Dataset entries
----------------------------------------
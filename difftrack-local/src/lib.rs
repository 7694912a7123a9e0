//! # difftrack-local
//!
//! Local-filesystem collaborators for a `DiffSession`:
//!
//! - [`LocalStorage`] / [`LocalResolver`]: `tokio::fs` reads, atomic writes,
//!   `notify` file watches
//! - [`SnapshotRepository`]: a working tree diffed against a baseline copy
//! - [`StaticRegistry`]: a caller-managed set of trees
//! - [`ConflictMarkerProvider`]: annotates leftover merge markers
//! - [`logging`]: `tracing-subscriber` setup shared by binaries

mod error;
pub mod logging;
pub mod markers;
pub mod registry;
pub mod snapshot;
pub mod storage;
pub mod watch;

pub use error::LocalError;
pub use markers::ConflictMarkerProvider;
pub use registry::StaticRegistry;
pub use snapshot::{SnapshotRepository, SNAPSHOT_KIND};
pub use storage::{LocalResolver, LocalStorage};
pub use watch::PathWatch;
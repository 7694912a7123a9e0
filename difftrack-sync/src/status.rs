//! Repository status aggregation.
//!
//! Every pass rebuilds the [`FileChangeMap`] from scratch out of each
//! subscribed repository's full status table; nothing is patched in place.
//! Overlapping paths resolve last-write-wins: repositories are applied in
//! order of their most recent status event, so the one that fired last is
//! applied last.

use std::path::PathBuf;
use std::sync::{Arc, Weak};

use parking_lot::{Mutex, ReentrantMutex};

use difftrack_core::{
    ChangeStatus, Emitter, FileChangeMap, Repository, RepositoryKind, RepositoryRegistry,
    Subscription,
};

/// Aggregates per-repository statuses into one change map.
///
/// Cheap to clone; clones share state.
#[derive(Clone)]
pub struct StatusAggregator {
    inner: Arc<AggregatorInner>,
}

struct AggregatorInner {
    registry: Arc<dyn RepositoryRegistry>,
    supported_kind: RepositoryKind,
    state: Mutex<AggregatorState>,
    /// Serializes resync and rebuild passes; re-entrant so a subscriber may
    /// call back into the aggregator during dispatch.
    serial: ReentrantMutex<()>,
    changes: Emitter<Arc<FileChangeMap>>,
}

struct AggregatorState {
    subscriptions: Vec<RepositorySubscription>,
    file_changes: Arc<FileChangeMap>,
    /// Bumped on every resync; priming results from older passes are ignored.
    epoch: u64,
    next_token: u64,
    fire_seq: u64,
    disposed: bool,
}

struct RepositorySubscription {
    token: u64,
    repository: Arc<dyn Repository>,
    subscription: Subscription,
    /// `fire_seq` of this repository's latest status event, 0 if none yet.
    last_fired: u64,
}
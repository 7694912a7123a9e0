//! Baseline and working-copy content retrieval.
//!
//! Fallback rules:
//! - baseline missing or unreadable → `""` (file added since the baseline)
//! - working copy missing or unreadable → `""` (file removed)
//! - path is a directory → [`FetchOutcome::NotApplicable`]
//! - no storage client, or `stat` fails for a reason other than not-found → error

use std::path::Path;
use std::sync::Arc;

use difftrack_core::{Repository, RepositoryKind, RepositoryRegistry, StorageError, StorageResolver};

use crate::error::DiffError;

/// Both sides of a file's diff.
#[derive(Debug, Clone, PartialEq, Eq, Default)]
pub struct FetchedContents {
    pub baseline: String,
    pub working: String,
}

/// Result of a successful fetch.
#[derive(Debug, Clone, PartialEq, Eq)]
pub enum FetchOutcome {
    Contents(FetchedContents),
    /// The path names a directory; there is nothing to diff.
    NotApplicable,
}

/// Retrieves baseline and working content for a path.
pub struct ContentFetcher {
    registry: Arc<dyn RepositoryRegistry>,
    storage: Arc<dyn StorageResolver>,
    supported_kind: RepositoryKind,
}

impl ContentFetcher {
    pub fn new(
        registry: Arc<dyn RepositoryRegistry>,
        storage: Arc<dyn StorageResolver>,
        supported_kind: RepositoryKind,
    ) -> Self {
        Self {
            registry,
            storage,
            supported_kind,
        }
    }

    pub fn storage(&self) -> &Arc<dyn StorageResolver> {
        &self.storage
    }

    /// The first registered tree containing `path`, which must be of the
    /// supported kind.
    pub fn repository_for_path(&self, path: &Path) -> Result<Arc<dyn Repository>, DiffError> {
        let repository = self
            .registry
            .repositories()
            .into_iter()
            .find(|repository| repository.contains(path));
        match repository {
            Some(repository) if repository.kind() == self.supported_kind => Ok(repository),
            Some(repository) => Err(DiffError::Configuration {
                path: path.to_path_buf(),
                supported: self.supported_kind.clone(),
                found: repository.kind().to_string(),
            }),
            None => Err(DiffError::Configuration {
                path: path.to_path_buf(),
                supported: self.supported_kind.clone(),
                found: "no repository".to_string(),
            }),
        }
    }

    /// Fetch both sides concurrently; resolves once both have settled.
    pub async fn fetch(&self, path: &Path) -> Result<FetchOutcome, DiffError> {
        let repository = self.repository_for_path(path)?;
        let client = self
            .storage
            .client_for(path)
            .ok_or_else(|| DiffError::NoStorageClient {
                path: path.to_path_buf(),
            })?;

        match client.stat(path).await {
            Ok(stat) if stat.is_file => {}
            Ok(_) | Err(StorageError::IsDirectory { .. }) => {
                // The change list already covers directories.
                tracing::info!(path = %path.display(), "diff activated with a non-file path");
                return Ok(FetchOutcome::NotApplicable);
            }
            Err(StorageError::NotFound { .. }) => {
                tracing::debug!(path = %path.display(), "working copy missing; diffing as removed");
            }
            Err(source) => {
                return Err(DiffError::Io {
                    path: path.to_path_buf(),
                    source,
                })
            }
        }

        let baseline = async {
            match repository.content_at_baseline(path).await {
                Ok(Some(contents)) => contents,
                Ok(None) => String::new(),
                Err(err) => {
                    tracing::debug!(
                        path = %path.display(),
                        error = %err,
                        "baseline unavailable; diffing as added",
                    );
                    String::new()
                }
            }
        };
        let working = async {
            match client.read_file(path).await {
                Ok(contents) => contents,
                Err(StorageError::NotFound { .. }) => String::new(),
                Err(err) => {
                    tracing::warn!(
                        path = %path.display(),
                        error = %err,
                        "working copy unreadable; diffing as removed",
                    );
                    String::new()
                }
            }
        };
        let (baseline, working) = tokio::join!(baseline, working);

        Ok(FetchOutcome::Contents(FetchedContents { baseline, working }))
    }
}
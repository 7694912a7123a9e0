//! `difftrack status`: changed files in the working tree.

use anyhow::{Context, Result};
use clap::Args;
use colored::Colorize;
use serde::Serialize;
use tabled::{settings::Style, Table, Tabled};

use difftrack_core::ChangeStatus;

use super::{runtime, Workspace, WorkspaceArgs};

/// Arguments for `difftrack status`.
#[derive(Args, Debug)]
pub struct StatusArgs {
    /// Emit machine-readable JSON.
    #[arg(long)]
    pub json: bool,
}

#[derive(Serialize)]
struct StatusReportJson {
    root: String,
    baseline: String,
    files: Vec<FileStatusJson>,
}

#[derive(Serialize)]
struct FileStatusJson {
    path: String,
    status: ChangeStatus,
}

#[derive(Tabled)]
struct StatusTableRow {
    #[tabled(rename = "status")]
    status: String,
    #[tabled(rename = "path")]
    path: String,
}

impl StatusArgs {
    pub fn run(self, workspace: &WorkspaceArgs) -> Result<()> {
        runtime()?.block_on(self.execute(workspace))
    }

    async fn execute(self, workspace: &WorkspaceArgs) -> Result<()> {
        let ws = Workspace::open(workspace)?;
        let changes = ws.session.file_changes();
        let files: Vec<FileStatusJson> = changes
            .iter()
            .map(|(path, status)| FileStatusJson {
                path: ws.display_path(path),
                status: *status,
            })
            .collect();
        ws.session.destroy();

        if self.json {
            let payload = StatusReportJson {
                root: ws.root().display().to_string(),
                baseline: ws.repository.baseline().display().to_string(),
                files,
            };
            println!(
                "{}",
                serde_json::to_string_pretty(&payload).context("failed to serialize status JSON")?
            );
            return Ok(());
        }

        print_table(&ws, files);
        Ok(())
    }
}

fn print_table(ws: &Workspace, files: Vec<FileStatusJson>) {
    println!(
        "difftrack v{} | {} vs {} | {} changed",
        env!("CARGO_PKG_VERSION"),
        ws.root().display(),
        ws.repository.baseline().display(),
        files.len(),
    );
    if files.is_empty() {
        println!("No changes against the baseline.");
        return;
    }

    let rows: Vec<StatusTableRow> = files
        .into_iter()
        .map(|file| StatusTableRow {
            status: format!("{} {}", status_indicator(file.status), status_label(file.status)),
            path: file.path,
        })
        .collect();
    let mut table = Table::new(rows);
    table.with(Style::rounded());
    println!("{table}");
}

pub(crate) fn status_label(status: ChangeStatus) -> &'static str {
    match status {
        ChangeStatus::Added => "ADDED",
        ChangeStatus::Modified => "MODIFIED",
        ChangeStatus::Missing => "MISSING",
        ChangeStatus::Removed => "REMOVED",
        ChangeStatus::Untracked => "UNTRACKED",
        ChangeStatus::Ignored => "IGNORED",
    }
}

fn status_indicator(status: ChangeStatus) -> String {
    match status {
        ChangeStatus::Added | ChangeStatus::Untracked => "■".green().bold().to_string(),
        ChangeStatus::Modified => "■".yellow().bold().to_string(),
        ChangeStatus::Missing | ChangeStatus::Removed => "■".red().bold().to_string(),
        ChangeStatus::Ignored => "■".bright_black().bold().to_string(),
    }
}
----------------------------------------
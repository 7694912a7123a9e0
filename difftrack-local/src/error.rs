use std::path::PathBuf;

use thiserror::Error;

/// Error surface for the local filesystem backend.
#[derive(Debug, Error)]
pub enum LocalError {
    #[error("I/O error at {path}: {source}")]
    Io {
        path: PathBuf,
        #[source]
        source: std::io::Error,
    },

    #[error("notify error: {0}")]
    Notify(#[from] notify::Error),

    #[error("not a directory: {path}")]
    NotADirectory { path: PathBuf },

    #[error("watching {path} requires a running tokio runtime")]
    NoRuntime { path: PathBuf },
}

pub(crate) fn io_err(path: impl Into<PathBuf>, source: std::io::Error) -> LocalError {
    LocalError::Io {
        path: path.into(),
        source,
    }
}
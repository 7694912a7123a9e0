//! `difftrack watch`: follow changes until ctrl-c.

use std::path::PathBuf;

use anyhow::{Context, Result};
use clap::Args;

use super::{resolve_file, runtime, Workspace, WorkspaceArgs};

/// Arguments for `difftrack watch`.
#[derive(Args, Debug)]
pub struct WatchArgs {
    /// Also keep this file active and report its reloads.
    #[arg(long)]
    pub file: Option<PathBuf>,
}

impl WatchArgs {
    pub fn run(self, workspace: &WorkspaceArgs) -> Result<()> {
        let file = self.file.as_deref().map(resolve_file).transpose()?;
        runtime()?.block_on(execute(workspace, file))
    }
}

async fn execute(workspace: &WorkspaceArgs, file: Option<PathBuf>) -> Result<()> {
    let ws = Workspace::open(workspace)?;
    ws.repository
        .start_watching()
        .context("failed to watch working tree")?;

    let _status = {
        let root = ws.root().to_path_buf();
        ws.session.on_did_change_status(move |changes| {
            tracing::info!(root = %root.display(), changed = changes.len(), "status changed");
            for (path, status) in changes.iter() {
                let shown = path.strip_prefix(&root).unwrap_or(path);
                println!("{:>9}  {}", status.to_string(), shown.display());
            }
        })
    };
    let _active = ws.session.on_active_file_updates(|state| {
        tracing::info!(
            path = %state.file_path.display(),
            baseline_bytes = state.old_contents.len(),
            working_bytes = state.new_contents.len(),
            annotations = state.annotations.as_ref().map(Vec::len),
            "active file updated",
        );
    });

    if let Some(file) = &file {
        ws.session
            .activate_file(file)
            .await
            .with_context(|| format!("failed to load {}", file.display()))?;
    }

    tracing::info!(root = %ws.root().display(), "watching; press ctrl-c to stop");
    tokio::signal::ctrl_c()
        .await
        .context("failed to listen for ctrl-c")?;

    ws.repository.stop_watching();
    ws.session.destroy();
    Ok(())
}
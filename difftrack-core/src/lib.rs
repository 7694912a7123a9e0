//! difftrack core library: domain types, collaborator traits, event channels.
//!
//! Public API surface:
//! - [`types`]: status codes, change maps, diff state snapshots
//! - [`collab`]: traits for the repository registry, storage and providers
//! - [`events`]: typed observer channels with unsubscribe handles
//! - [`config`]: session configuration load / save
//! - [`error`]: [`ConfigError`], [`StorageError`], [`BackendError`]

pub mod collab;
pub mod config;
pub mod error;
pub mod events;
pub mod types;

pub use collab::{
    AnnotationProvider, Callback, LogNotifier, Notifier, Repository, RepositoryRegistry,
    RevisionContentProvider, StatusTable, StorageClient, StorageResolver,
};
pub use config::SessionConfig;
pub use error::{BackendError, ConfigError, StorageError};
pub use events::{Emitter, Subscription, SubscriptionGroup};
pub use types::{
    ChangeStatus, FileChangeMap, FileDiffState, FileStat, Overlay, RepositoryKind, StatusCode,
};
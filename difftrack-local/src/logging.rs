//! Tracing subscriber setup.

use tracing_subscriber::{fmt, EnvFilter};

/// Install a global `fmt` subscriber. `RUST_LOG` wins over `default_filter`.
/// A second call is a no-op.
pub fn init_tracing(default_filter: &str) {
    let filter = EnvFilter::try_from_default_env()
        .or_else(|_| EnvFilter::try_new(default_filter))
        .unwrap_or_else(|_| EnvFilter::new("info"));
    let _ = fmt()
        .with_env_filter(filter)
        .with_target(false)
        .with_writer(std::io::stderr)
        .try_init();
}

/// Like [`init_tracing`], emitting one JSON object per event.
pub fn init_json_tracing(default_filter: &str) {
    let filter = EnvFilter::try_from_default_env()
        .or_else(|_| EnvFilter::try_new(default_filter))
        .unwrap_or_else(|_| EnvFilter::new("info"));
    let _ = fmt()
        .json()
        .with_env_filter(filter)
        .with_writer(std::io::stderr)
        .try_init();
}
----------------------------------------
» TASK STATEMENT:
Report each line above containing the string "tokio".

» SOLUTION TO THE EXERCISE:
//! - [`LocalStorage`] / [`LocalResolver`]: `tokio::fs` reads, atomic writes,
        let (baseline, working) = tokio::join!(baseline, working);
    #[error("watching {path} requires a running tokio runtime")]
    tokio::signal::ctrl_c()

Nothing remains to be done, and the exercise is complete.